Bad security engineering lacks incident empathy: I don’t blame anyone (leadership or engineers alike) for not having had firsthand experience participating in embarrassing and complex incidents. It’s sort-of the goal to avoid them! However, it becomes increasingly obvious when an organization lacks this voice of experience altogether. It usually shows when security engineering efforts follow convenience and interest instead of risks or studied patterns. Without getting into a risk-based discussion or model… this creates an outsized Unplanned work situation when an incident takes place. Suddenly, an incident response firm has to build simple response capability immediately. This leaves us to wonder what kind of decisions we’ve been making all along. A lack of Security Engineering collaboration with legal, comms, sales, and other horizontal organizations will dump more suffering into Incidents & Unplanned.

Incidents & Unplanned (🚒)

Phoenix Projects calls this “Unplanned work or Recovery Work”

Toil finds its way and lives here. All surprises, last minute tasks, incidents, or failure of imagination and planning lives here.

  • Fires
  • Late nights
  • Weekend work
  • Postmortem findings
  • Burn-out

Successful organizations expect this state and plan to avoid it. Security engineering should dedicate some effort to incident response planning, tabletop exercises, or with a response team. This depends on how much resource they want to trade for future toil and how much knowledge they want to capture from post-mortem rigor.

Every organization should see things fall into this state. Or, this is where an organization has its genesis. That is healthy and a product of a company taking risks. It’s often easier to prioritize and advocate for work that is falling into this category. It’s harder to get far ahead of potential unplanned work as it means you are making a prediction about future toil.

Work at failing organizations permanently resides in this state. It results in an overload of unplanned work creating a few individuals with all of the institutional knowledge. It is recurring in many forms. If it is crisis work, an engineering organizations in a panic will repeatedly tap the same people for response. This results in increasingly small silos. There’s no breathing room to to share knowledge, write documentation, train peers, or plan ahead. After the fire drill or interruption, they’re back to work. You re-use the same talent for each crisis repeatedly.

This creates a bit of an vicious cycle, which I get. It is very hard to classify and organize work when you’re buried in that same work.

It’s near impossible to plan ahead or advocate for additional resources while struggling in this state. A clear story must be crafted to demonstrate the volume of unplanned work and where it comes from to decide on solutions through budget, headcount, or the breathing room gained through organizational collaboration to avoid unplanned work with effort from the other three categories.

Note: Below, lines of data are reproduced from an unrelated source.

//! Community Repository

use std::time::Duration;

use async_trait::async_trait;
use futures::TryStreamExt;
use mongodb::{bson::doc, Collection, Database};

use crate::community::entity::Community;
use crate::shared::deadline::bounded;
use crate::shared::error::{PlatformError, Result, UniqueKey};

pub const COMMUNITIES_COLLECTION: &str = "communities";
pub const NAME_INDEX: &str = "uniq_communities_name";
pub const OWNER_INDEX: &str = "uniq_communities_owner_id";

#[async_trait]
pub trait CommunityStore: Send + Sync {
    /// Fails with `Duplicate` on a taken name or an owner that already has a community
    async fn insert(&self, community: &Community) -> Result<()>;

    async fn find_by_id(&self, id: &str) -> Result<Option<Community>>;

    async fn delete(&self, id: &str) -> Result<bool>;

    /// Ordered by id
    async fn list(&self, offset: u64, limit: i64) -> Result<Vec<Community>>;
}

pub struct MongoCommunityStore {
    collection: Collection<Community>,
    timeout: Duration,
}

impl MongoCommunityStore {
    pub fn new(db: &Database, timeout: Duration) -> Self {
        Self {
            collection: db.collection(COMMUNITIES_COLLECTION),
            timeout,
        }
    }
}

#[async_trait]
impl CommunityStore for MongoCommunityStore {
    async fn insert(&self, community: &Community) -> Result<()> {
        bounded(self.timeout, "communities.insert", async {
            let keys = [
                UniqueKey { index: NAME_INDEX, field: "name", value: &community.name },
                UniqueKey { index: OWNER_INDEX, field: "owner_id", value: &community.owner_id },
            ];
            self.collection
                .insert_one(community)
                .await
                .map_err(|e| PlatformError::from_write(e, "Community", &keys))?;
            Ok(())
        })
        .await
    }

    async fn find_by_id(&self, id: &str) -> Result<Option<Community>> {
        bounded(self.timeout, "communities.find_by_id", async {
            Ok(self.collection.find_one(doc! { "_id": id }).await?)
        })
        .await
    }

    async fn delete(&self, id: &str) -> Result<bool> {
        bounded(self.timeout, "communities.delete", async {
            let result = self.collection.delete_one(doc! { "_id": id }).await?;
            Ok(result.deleted_count > 0)
        })
        .await
    }

    async fn list(&self, offset: u64, limit: i64) -> Result<Vec<Community>> {
        bounded(self.timeout, "communities.list", async {
            let cursor = self
                .collection
                .find(doc! {})
                .sort(doc! { "_id": 1 })
                .skip(offset)
                .limit(limit)
                .await?;
            Ok(cursor.try_collect().await?)
        })
        .await
    }
}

Stale risks are indicative of this type of work. Security organizations often have vulns or other risks that are never mitigated. These risks are stuck in a systems-complex quagmire of politics, finger pointing, legacy dependencies, employee turnover and other forms of can kicking. This is typically from an accumulation of many organizational debts and isn’t a simplistic medium essay away from being fixed. It does help to have as much language as possible to describe where the work of a security team broke down as it moves toward mitigating it. Why can’t we work with the business? Why won’t operational approaches succeed? Why can’t we identify the underlying problem?

Applying the model

The model’s job is to surface narratives about how much of each kind of security work the team is doing. The model’s goal is to help develop intuition on where organizational friction comes from.

Mitigation stories can be told when this model is considered:

Our new product was launched with several SSRF bugs that we have to fix. (Unplanned 🚒).

We need to start working with product leads to prevent SSRF from making it into future launches (Business💰).

We could also detect SSRF vulns with static analysis as commits land. Then, patch. (Operations 🔁).

SSRF won’t matter so much if we mitigate the risk more comprehensively. (️️Security Engineering 🛠).

None of these work areas are inherently bad. They will all exist with some volume of work associated. Instead, we look for imbalances where a work area is outsized, a work area show behaviors that increase other forms of work, or a work area is either not considered or an option altogether. The interactions between these sources of work are more important.

Lastly, I think this model doesn’t directly translate into forming teams around it. You wouldn’t make four teams around it. Don’t do that. :)

Conclusion

That’s it. Four work areas. Carve up your organization’s work conceptually and think about it. Does security work steadily move towards being eliminated through Security Engineering projects?

Lastly, it’s just a model. Like all models, they quickly fail. It’s up to you to decide if it’s useful! Have fun!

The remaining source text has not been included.